Beginning at the line that contains "struct Square;", return every remaining line of the data below exactly; return nothing before it.

Extracted records
☆ ☆ ☆ ☆ ☆
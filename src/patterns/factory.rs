use crate::core::{Category, Demo, Result, Transcript};
use crate::utils::error::PatternError;

pub trait Shape {
    fn draw(&self) -> String;
}

struct Circle;
struct Rectangle;
struct Square;

impl Shape for Circle {
    fn draw(&self) -> String {
        "Circle::draw()".to_string()
    }
}

impl Shape for Rectangle {
    fn draw(&self) -> String {
        "Rectangle::draw()".to_string()
    }
}

impl Shape for Square {
    fn draw(&self) -> String {
        "Square::draw()".to_string()
    }
}

pub struct ShapeFactory;

impl ShapeFactory {
    /// String-keyed creation, case-insensitive. Unknown kinds are an error
    /// instead of a null object.
    pub fn create(kind: &str) -> Result<Box<dyn Shape>> {
        match kind.to_ascii_lowercase().as_str() {
            "circle" => Ok(Box::new(Circle)),
            "rectangle" => Ok(Box::new(Rectangle)),
            "square" => Ok(Box::new(Square)),
            _ => Err(PatternError::UnsupportedTypeError {
                kind: kind.to_string(),
            }),
        }
    }
}

pub struct FactoryDemo;

impl Demo for FactoryDemo {
    fn name(&self) -> &'static str {
        "factory"
    }

    fn category(&self) -> Category {
        Category::Creational
    }

    fn summary(&self) -> &'static str {
        "Shape factory creating drawables from type names"
    }

    fn run(&self, transcript: &mut Transcript) -> Result<()> {
        for kind in ["CIRCLE", "RECTANGLE", "SQUARE"] {
            let shape = ShapeFactory::create(kind)?;
            transcript.note(shape.draw());
        }

        // The factory refuses kinds it does not know about.
        if let Err(e) = ShapeFactory::create("triangle") {
            transcript.note(format!("Factory rejected request: {}", e));
        }

        Ok(())
    }
}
☆ ☆ ☆ ☆ ☆
### Task output
struct Square;

impl Shape for Circle {
    fn draw(&self) -> String {
        "Circle::draw()".to_string()
    }
}

impl Shape for Rectangle {
    fn draw(&self) -> String {
        "Rectangle::draw()".to_string()
    }
}

impl Shape for Square {
    fn draw(&self) -> String {
        "Square::draw()".to_string()
    }
}

pub struct ShapeFactory;

impl ShapeFactory {
    /// String-keyed creation, case-insensitive. Unknown kinds are an error
    /// instead of a null object.
    pub fn create(kind: &str) -> Result<Box<dyn Shape>> {
        match kind.to_ascii_lowercase().as_str() {
            "circle" => Ok(Box::new(Circle)),
            "rectangle" => Ok(Box::new(Rectangle)),
            "square" => Ok(Box::new(Square)),
            _ => Err(PatternError::UnsupportedTypeError {
                kind: kind.to_string(),
            }),
        }
    }
}

pub struct FactoryDemo;

impl Demo for FactoryDemo {
    fn name(&self) -> &'static str {
        "factory"
    }

    fn category(&self) -> Category {
        Category::Creational
    }

    fn summary(&self) -> &'static str {
        "Shape factory creating drawables from type names"
    }

    fn run(&self, transcript: &mut Transcript) -> Result<()> {
        for kind in ["CIRCLE", "RECTANGLE", "SQUARE"] {
            let shape = ShapeFactory::create(kind)?;
            transcript.note(shape.draw());
        }

        // The factory refuses kinds it does not know about.
        if let Err(e) = ShapeFactory::create("triangle") {
            transcript.note(format!("Factory rejected request: {}", e));
        }

        Ok(())
    }
}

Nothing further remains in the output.